Although educational perversions of Holocaust memory abound, I believe that they generally fall into one of three categories: the downplaying of Holocaust history to avoid addressing uncomfortable topics, the tendency to teach the Holocaust as a monolithic experience and the desire of educators to compare the Holocaust to contemporary instances of injustice.
Many educators soften Holocaust curricula by highlighting stories that end in survival or place a disproportionate emphasis on righteous resistance to Nazi authority.
One needs to look no further than the bestseller list to see novels like The Book Thief—often taught in schools—to witness the prevalence of this fallacy. At the end of the book, the “righteous” Germans die, and the only Jew survives.
Holocaust survivor Ruth Kluger brilliantly explains the danger of understanding the Holocaust through the paradigm of survival, saying, “Since by definition the survivor is alive, the reader inevitably tends to separate, or deduct, this one life, which she has come to know, from the million [that] remain anonymous. You feel, even if you don't think it: Well, there is a happy ending after all … I was with them when they were alive, but now we are separated. I write in their memory, and yet my account unavoidably turns into some kind of triumph of life … The normal fate had been death; every one of us was an exception.”
Second, many educators exploit figures like Anne Frank to represent an event that transcends individuals.
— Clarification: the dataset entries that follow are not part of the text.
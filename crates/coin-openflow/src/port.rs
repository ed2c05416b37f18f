//! The `ofp_phy_port` descriptor.

use byteorder::{BigEndian, ReadBytesExt};
use bytes::BufMut;
use coin_types::MacAddress;
use serde::{Deserialize, Serialize};
use std::io::{Cursor, Read};

use crate::consts::{OFPPC_PORT_DOWN, OFPPS_LINK_DOWN, OFP_MAX_PORT_NAME_LEN, OFP_PHY_PORT_LEN};
use crate::error::{CodecError, CodecResult};

/// Description of a physical port as reported by the switch.
#[derive(Debug, Clone, PartialEq, Eq, Serialize, Deserialize)]
pub struct PhyPort {
    pub port_no: u16,
    pub hw_addr: MacAddress,
    pub name: String,
    pub config: u32,
    pub state: u32,
    pub curr: u32,
    pub advertised: u32,
    pub supported: u32,
    pub peer: u32,
}

impl PhyPort {
    /// A port descriptor with all feature words zero.
    pub fn new(port_no: u16, name: impl Into<String>, hw_addr: MacAddress) -> Self {
        Self {
            port_no,
            hw_addr,
            name: name.into(),
            config: 0,
            state: 0,
            curr: 0,
            advertised: 0,
            supported: 0,
            peer: 0,
        }
    }

    /// Port administratively down.
    pub fn is_admin_down(&self) -> bool {
        self.config & OFPPC_PORT_DOWN != 0
    }

    /// No physical link present.
    pub fn is_link_down(&self) -> bool {
        self.state & OFPPS_LINK_DOWN != 0
    }

    pub fn write<B: BufMut>(&self, buf: &mut B) {
        let mut name = [0u8; OFP_MAX_PORT_NAME_LEN];
        let raw = self.name.as_bytes();
        let n = raw.len().min(OFP_MAX_PORT_NAME_LEN - 1);
        name[..n].copy_from_slice(&raw[..n]);

        buf.put_u16(self.port_no);
        buf.put_slice(self.hw_addr.as_bytes());
        buf.put_slice(&name);
        buf.put_u32(self.config);
        buf.put_u32(self.state);
        buf.put_u32(self.curr);
        buf.put_u32(self.advertised);
        buf.put_u32(self.supported);
        buf.put_u32(self.peer);
    }

    pub fn parse(buf: &[u8]) -> CodecResult<Self> {
        CodecError::ensure("phy_port", OFP_PHY_PORT_LEN, buf.len())?;
        let mut cur = Cursor::new(buf);
        let port_no = cur.read_u16::<BigEndian>()?;
        let mut hw_addr = [0u8; 6];
        cur.read_exact(&mut hw_addr)?;
        let mut name = [0u8; OFP_MAX_PORT_NAME_LEN];
        cur.read_exact(&mut name)?;
        let end = name.iter().position(|b| *b == 0).unwrap_or(name.len());

        Ok(Self {
            port_no,
            hw_addr: MacAddress::new(hw_addr),
            name: String::from_utf8_lossy(&name[..end]).into_owned(),
            config: cur.read_u32::<BigEndian>()?,
            state: cur.read_u32::<BigEndian>()?,
            curr: cur.read_u32::<BigEndian>()?,
            advertised: cur.read_u32::<BigEndian>()?,
            supported: cur.read_u32::<BigEndian>()?,
            peer: cur.read_u32::<BigEndian>()?,
        })
    }

    /// Parses a packed array of port descriptors occupying all of `buf`.
    pub fn parse_list(buf: &[u8]) -> CodecResult<Vec<Self>> {
        if buf.len() % OFP_PHY_PORT_LEN != 0 {
            return Err(CodecError::BadLength {
                what: "phy_port list",
                length: buf.len(),
            });
        }
        buf.chunks(OFP_PHY_PORT_LEN).map(PhyPort::parse).collect()
    }
}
Perhaps most upsetting about the spotlight on Anne Frank is the relentless employment of her quote, “In spite of everything, I still believe that people are really good at heart.”
She wrote these words before she was deported to Auschwitz and eventually Bergen-Belsen, where she experienced starvation and freezing conditions, and ultimately succumbed to typhus. Teaching the Holocaust through the paradigm of her famous quote is not only a misrepresentation of Holocaust history, but tone deaf to the horrors she endured following her deportation. Dara Horn, award-winning author of People Love Dead Jews, notes that this line “flatters us.” Horn states, “It makes us feel forgiven for these lapses in our civilization that lead to piles of murdered girls. … We have absolution from our sins.”
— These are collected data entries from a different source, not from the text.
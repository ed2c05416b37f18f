//! Local interface pairs.
//!
//! A local interface is a veth pair: the switch side is attached to the
//! datapath, the client side carries the host's addresses and routes.

use serde::Serialize;
use std::collections::BTreeMap;
use tracing::info;

use crate::error::Result;
use crate::intf::InterfaceManager;

/// Longest interface name the kernel accepts.
pub const IFNAME_MAX_LEN: usize = 15;

const SWITCH_PREFIX: &str = "s-";
const CLIENT_PREFIX: &str = "c-";

#[derive(Debug, Clone, PartialEq, Eq, Serialize)]
pub struct LocalInterface {
    pub name: String,
    pub switch_intf: String,
    pub client_intf: String,
}

impl LocalInterface {
    pub fn new(name: &str) -> Self {
        Self {
            name: name.to_string(),
            switch_intf: ifname(SWITCH_PREFIX, name),
            client_intf: ifname(CLIENT_PREFIX, name),
        }
    }
}

fn ifname(prefix: &str, name: &str) -> String {
    let mut out = format!("{}{}", prefix, name);
    if out.len() > IFNAME_MAX_LEN {
        let mut end = IFNAME_MAX_LEN;
        while !out.is_char_boundary(end) {
            end -= 1;
        }
        out.truncate(end);
    }
    out
}

#[derive(Debug, Default)]
pub struct LocalInterfaceManager {
    interfaces: BTreeMap<String, LocalInterface>,
}

impl LocalInterfaceManager {
    pub fn new() -> Self {
        Self::default()
    }

    /// Creates the pair for `name` and brings both ends up.
    ///
    /// Adding a name twice returns the existing pair.
    pub async fn add(&mut self, name: &str, intf: &dyn InterfaceManager) -> Result<LocalInterface> {
        if let Some(existing) = self.interfaces.get(name) {
            return Ok(existing.clone());
        }

        let loif = LocalInterface::new(name);
        intf.create_veth_pair(&loif.switch_intf, &loif.client_intf)
            .await?;
        intf.link_up(&loif.switch_intf).await?;
        intf.link_up(&loif.client_intf).await?;
        info!(
            name,
            switch_intf = %loif.switch_intf,
            client_intf = %loif.client_intf,
            "Created local interface"
        );

        self.interfaces.insert(name.to_string(), loif.clone());
        Ok(loif)
    }

    pub fn get(&self, name: &str) -> Option<&LocalInterface> {
        self.interfaces.get(name)
    }

    pub fn iter(&self) -> impl Iterator<Item = &LocalInterface> {
        self.interfaces.values()
    }
}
Finally, too many educators draw comparisons between the Holocaust and contemporary events. Not only do such comparisons imply that Holocaust history is not relevant enough to be taught in its own right, but they also tread the line of comparative pain. Nobody—educator or student—has the right to retroactively compare or equivocate different horrors. Contemporary injustices can be acknowledged as gross violations of human rights without being analogized to gas chambers. No two atrocities are the same, each one is comprised of unique lived experiences. To draw comparisons ultimately erodes at the legacy of each injustice as a distinct manifestation of evil in the arc of human history.
This Yom HaShoah marks 79 years since the Warsaw Ghetto uprising. We are living through a pivotal moment in the grand scheme of Holocaust memory. Soon we will no longer have access to live survivor testimony and instead will need rely exclusively on documents and film. The pedagogical choices we make at this moment in time may inform the precedent of Holocaust education in the coming decades. This is an enormous responsibility for our educators to shoulder.
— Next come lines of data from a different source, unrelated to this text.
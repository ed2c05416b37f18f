//! The `ofp_match` structure.
//!
//! Fields are `Option`s; `None` means the field is wildcarded. The wildcard
//! word is always derived from the fields, never stored, so a match can not
//! disagree with its own wildcards.

use byteorder::{BigEndian, ReadBytesExt};
use bytes::BufMut;
use coin_types::MacAddress;
use std::io::{Cursor, Read};
use std::net::Ipv4Addr;

use crate::consts::{
    ofpfw, ETH_TYPE_MIN, OFP_DL_TYPE_NOT_ETH_TYPE, OFP_MATCH_LEN, OFP_VLAN_NONE,
};
use crate::error::{CodecError, CodecResult};
use crate::packet::{ArpPacket, EthernetHeader, Ipv4Packet};

/// An IPv4 address with the number of significant leading bits.
#[derive(Debug, Clone, Copy, PartialEq, Eq, Hash)]
pub struct IpPrefix {
    pub addr: Ipv4Addr,
    pub prefix_len: u8,
}

impl IpPrefix {
    /// Creates a prefix, clamping the length to 32.
    pub fn new(addr: Ipv4Addr, prefix_len: u8) -> Self {
        Self {
            addr,
            prefix_len: prefix_len.min(32),
        }
    }

    /// A /32 prefix.
    pub fn host(addr: Ipv4Addr) -> Self {
        Self::new(addr, 32)
    }

    fn wildcard_bits(&self) -> u32 {
        32 - u32::from(self.prefix_len)
    }

    fn from_wildcard_bits(addr: u32, bits: u32) -> Option<Self> {
        if bits >= 32 {
            None
        } else {
            Some(Self::new(Ipv4Addr::from(addr), (32 - bits) as u8))
        }
    }
}

/// Fields to match against flows.
#[derive(Debug, Clone, Copy, Default, PartialEq, Eq, Hash)]
pub struct OfpMatch {
    pub in_port: Option<u16>,
    pub dl_src: Option<MacAddress>,
    pub dl_dst: Option<MacAddress>,
    pub dl_vlan: Option<u16>,
    pub dl_vlan_pcp: Option<u8>,
    pub dl_type: Option<u16>,
    pub nw_tos: Option<u8>,
    pub nw_proto: Option<u8>,
    pub nw_src: Option<IpPrefix>,
    pub nw_dst: Option<IpPrefix>,
    pub tp_src: Option<u16>,
    pub tp_dst: Option<u16>,
}

impl OfpMatch {
    /// A match with every field wildcarded.
    pub fn all() -> Self {
        Self::default()
    }

    /// The exact match of a packet received on `in_port`: every field is
    /// set, the ones the packet does not carry to zero.
    ///
    /// Returns `None` when `frame` is too short to hold an Ethernet header.
    pub fn from_packet(in_port: u16, frame: &[u8]) -> Option<Self> {
        let eth = EthernetHeader::parse(frame)?;
        let dl_type = if eth.ether_type < ETH_TYPE_MIN {
            OFP_DL_TYPE_NOT_ETH_TYPE
        } else {
            eth.ether_type
        };
        let mut m = Self {
            in_port: Some(in_port),
            dl_src: Some(eth.src),
            dl_dst: Some(eth.dst),
            dl_vlan: Some(eth.vlan_id().unwrap_or(OFP_VLAN_NONE)),
            dl_vlan_pcp: Some(eth.vlan_pcp().unwrap_or(0)),
            dl_type: Some(dl_type),
            nw_tos: Some(0),
            nw_proto: Some(0),
            nw_src: Some(IpPrefix::host(Ipv4Addr::UNSPECIFIED)),
            nw_dst: Some(IpPrefix::host(Ipv4Addr::UNSPECIFIED)),
            tp_src: Some(0),
            tp_dst: Some(0),
        };

        if let Some(ip) = Ipv4Packet::from_frame(frame) {
            m.nw_tos = Some(ip.tos & 0xfc);
            m.nw_proto = Some(ip.protocol);
            m.nw_src = Some(IpPrefix::host(ip.src));
            m.nw_dst = Some(IpPrefix::host(ip.dst));
            m.tp_src = Some(ip.tp_src);
            m.tp_dst = Some(ip.tp_dst);
        } else if let Some(arp) = ArpPacket::from_frame(frame) {
            // The low byte of the opcode stands in for the protocol
            m.nw_proto = Some((arp.operation & 0xff) as u8);
            m.nw_src = Some(IpPrefix::host(arp.sender_ip));
            m.nw_dst = Some(IpPrefix::host(arp.target_ip));
        }
        Some(m)
    }

    /// Derives the `wildcards` word from the populated fields.
    pub fn wildcards(&self) -> u32 {
        let mut w = ofpfw::ALL;
        let mut clear = |present: bool, bit: u32| {
            if present {
                w &= !bit;
            }
        };
        clear(self.in_port.is_some(), ofpfw::IN_PORT);
        clear(self.dl_vlan.is_some(), ofpfw::DL_VLAN);
        clear(self.dl_src.is_some(), ofpfw::DL_SRC);
        clear(self.dl_dst.is_some(), ofpfw::DL_DST);
        clear(self.dl_type.is_some(), ofpfw::DL_TYPE);
        clear(self.nw_proto.is_some(), ofpfw::NW_PROTO);
        clear(self.tp_src.is_some(), ofpfw::TP_SRC);
        clear(self.tp_dst.is_some(), ofpfw::TP_DST);
        clear(self.dl_vlan_pcp.is_some(), ofpfw::DL_VLAN_PCP);
        clear(self.nw_tos.is_some(), ofpfw::NW_TOS);

        if let Some(prefix) = self.nw_src {
            w = (w & !ofpfw::NW_SRC_MASK) | (prefix.wildcard_bits() << ofpfw::NW_SRC_SHIFT);
        }
        if let Some(prefix) = self.nw_dst {
            w = (w & !ofpfw::NW_DST_MASK) | (prefix.wildcard_bits() << ofpfw::NW_DST_SHIFT);
        }
        w
    }

    /// Writes the 40-byte wire form. Wildcarded fields are zeroed.
    pub fn write<B: BufMut>(&self, buf: &mut B) {
        let mac = |m: Option<MacAddress>| m.map(|m| *m.as_bytes()).unwrap_or([0; 6]);
        let ip = |p: Option<IpPrefix>| p.map(|p| u32::from(p.addr)).unwrap_or(0);

        buf.put_u32(self.wildcards());
        buf.put_u16(self.in_port.unwrap_or(0));
        buf.put_slice(&mac(self.dl_src));
        buf.put_slice(&mac(self.dl_dst));
        buf.put_u16(self.dl_vlan.unwrap_or(0));
        buf.put_u8(self.dl_vlan_pcp.unwrap_or(0));
        buf.put_u8(0);
        buf.put_u16(self.dl_type.unwrap_or(0));
        buf.put_u8(self.nw_tos.unwrap_or(0));
        buf.put_u8(self.nw_proto.unwrap_or(0));
        buf.put_bytes(0, 2);
        buf.put_u32(ip(self.nw_src));
        buf.put_u32(ip(self.nw_dst));
        buf.put_u16(self.tp_src.unwrap_or(0));
        buf.put_u16(self.tp_dst.unwrap_or(0));
    }

    /// Parses the 40-byte wire form.
    pub fn parse(buf: &[u8]) -> CodecResult<Self> {
        CodecError::ensure("match", OFP_MATCH_LEN, buf.len())?;
        let mut cur = Cursor::new(buf);

        let w = cur.read_u32::<BigEndian>()?;
        let in_port = cur.read_u16::<BigEndian>()?;
        let mut dl_src = [0u8; 6];
        cur.read_exact(&mut dl_src)?;
        let mut dl_dst = [0u8; 6];
        cur.read_exact(&mut dl_dst)?;
        let dl_vlan = cur.read_u16::<BigEndian>()?;
        let dl_vlan_pcp = cur.read_u8()?;
        cur.read_u8()?;
        let dl_type = cur.read_u16::<BigEndian>()?;
        let nw_tos = cur.read_u8()?;
        let nw_proto = cur.read_u8()?;
        cur.read_u16::<BigEndian>()?;
        let nw_src = cur.read_u32::<BigEndian>()?;
        let nw_dst = cur.read_u32::<BigEndian>()?;
        let tp_src = cur.read_u16::<BigEndian>()?;
        let tp_dst = cur.read_u16::<BigEndian>()?;

        let unless = |bit: u32| w & bit == 0;
        Ok(Self {
            in_port: unless(ofpfw::IN_PORT).then_some(in_port),
            dl_src: unless(ofpfw::DL_SRC).then_some(MacAddress::new(dl_src)),
            dl_dst: unless(ofpfw::DL_DST).then_some(MacAddress::new(dl_dst)),
            dl_vlan: unless(ofpfw::DL_VLAN).then_some(dl_vlan),
            dl_vlan_pcp: unless(ofpfw::DL_VLAN_PCP).then_some(dl_vlan_pcp),
            dl_type: unless(ofpfw::DL_TYPE).then_some(dl_type),
            nw_tos: unless(ofpfw::NW_TOS).then_some(nw_tos),
            nw_proto: unless(ofpfw::NW_PROTO).then_some(nw_proto),
            nw_src: IpPrefix::from_wildcard_bits(
                nw_src,
                (w & ofpfw::NW_SRC_MASK) >> ofpfw::NW_SRC_SHIFT,
            ),
            nw_dst: IpPrefix::from_wildcard_bits(
                nw_dst,
                (w & ofpfw::NW_DST_MASK) >> ofpfw::NW_DST_SHIFT,
            ),
            tp_src: unless(ofpfw::TP_SRC).then_some(tp_src),
            tp_dst: unless(ofpfw::TP_DST).then_some(tp_dst),
        })
    }
}

#[cfg(test)]
mod tests {
    use super::*;
    use pretty_assertions::assert_eq;

    #[test]
    fn test_all_wildcarded() {
        let m = OfpMatch::all();
        assert_eq!(m.wildcards(), ofpfw::ALL);

        let mut buf = Vec::new();
        m.write(&mut buf);
        assert_eq!(buf.len(), OFP_MATCH_LEN);
        assert_eq!(&buf[..4], &ofpfw::ALL.to_be_bytes());
        assert!(buf[4..].iter().all(|b| *b == 0));
    }

    #[test]
    fn test_nw_dst_prefix_wildcard_bits() {
        let m = OfpMatch {
            dl_type: Some(0x0800),
            nw_dst: Some(IpPrefix::new(Ipv4Addr::new(10, 0, 0, 0), 24)),
            ..Default::default()
        };
        let w = m.wildcards();
        assert_eq!((w & ofpfw::NW_DST_MASK) >> ofpfw::NW_DST_SHIFT, 8);
        assert_eq!(w & ofpfw::DL_TYPE, 0);
        assert_eq!(w & ofpfw::IN_PORT, ofpfw::IN_PORT);
    }

    #[test]
    fn test_parse_restores_fields() {
        let m = OfpMatch {
            in_port: Some(3),
            dl_dst: Some("02:00:00:00:00:09".parse().unwrap()),
            dl_type: Some(0x0800),
            nw_proto: Some(17),
            nw_dst: Some(IpPrefix::host(Ipv4Addr::new(10, 0, 0, 5))),
            tp_dst: Some(68),
            ..Default::default()
        };
        let mut buf = Vec::new();
        m.write(&mut buf);
        assert_eq!(OfpMatch::parse(&buf).unwrap(), m);
    }

    #[test]
    fn test_zero_prefix_parses_as_wildcard() {
        let m = OfpMatch {
            nw_dst: Some(IpPrefix::new(Ipv4Addr::UNSPECIFIED, 0)),
            ..Default::default()
        };
        let mut buf = Vec::new();
        m.write(&mut buf);
        assert_eq!(OfpMatch::parse(&buf).unwrap().nw_dst, None);
    }

    fn udp_frame() -> Vec<u8> {
        let mut frame = Vec::new();
        frame.extend_from_slice(&[0x02, 0, 0, 0, 0, 0x02, 0x02, 0, 0, 0, 0, 0x01]);
        frame.extend_from_slice(&[0x08, 0x00]);
        frame.extend_from_slice(&[0x45, 0x00, 0, 28, 0, 0, 0, 0, 64, 17, 0, 0]);
        frame.extend_from_slice(&[192, 168, 1, 7, 8, 8, 8, 8]);
        frame.extend_from_slice(&[0xc3, 0x50, 0x00, 0x35, 0, 8, 0, 0]);
        frame
    }

    #[test]
    fn test_from_packet_is_exact() {
        let m = OfpMatch::from_packet(4, &udp_frame()).unwrap();
        assert_eq!(m.wildcards(), 0);
        assert_eq!(m.in_port, Some(4));
        assert_eq!(m.dl_src, Some("02:00:00:00:00:01".parse().unwrap()));
        assert_eq!(m.dl_vlan, Some(OFP_VLAN_NONE));
        assert_eq!(m.dl_type, Some(0x0800));
        assert_eq!(m.nw_proto, Some(17));
        assert_eq!(m.nw_src, Some(IpPrefix::host(Ipv4Addr::new(192, 168, 1, 7))));
        assert_eq!(m.nw_dst, Some(IpPrefix::host(Ipv4Addr::new(8, 8, 8, 8))));
        assert_eq!((m.tp_src, m.tp_dst), (Some(50000), Some(53)));

        let mut buf = Vec::new();
        m.write(&mut buf);
        assert_eq!(OfpMatch::parse(&buf).unwrap(), m);
    }

    #[test]
    fn test_from_packet_arp_uses_opcode_and_addresses() {
        let arp = ArpPacket {
            operation: crate::packet::ARP_REPLY,
            sender_mac: "02:00:00:00:00:01".parse().unwrap(),
            sender_ip: Ipv4Addr::new(10, 0, 0, 1),
            target_mac: "02:00:00:00:00:02".parse().unwrap(),
            target_ip: Ipv4Addr::new(10, 0, 0, 2),
        };
        let frame = arp.to_frame(arp.target_mac);
        let m = OfpMatch::from_packet(1, &frame).unwrap();
        assert_eq!(m.dl_type, Some(0x0806));
        assert_eq!(m.nw_proto, Some(2));
        assert_eq!(m.nw_dst, Some(IpPrefix::host(Ipv4Addr::new(10, 0, 0, 2))));
        assert_eq!((m.tp_src, m.tp_dst), (Some(0), Some(0)));
    }

    #[test]
    fn test_from_packet_short_frame() {
        assert_eq!(OfpMatch::from_packet(1, &[0u8; 6]), None);
    }

    #[test]
    fn test_parse_truncated() {
        assert!(matches!(
            OfpMatch::parse(&[0u8; 20]),
            Err(CodecError::Truncated { what: "match", .. })
        ));
    }
}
To establish an effective framework for Holocaust curricula, we must reconcile the shortcomings in our current educational methods. On this year’s Yom HaShoah, I encourage everyone to engage with Holocaust history, even if it makes you feel uncomfortable. Especially if it makes you feel uncomfortable.
Micah Ross is a sophomore at Emory University studying Middle Eastern Studies and Arabic. She is also a Ronald S. Lauder Fellow: an international network of top Jewish student leaders seeking to represent and advocate on behalf of the global Jewish community on campus.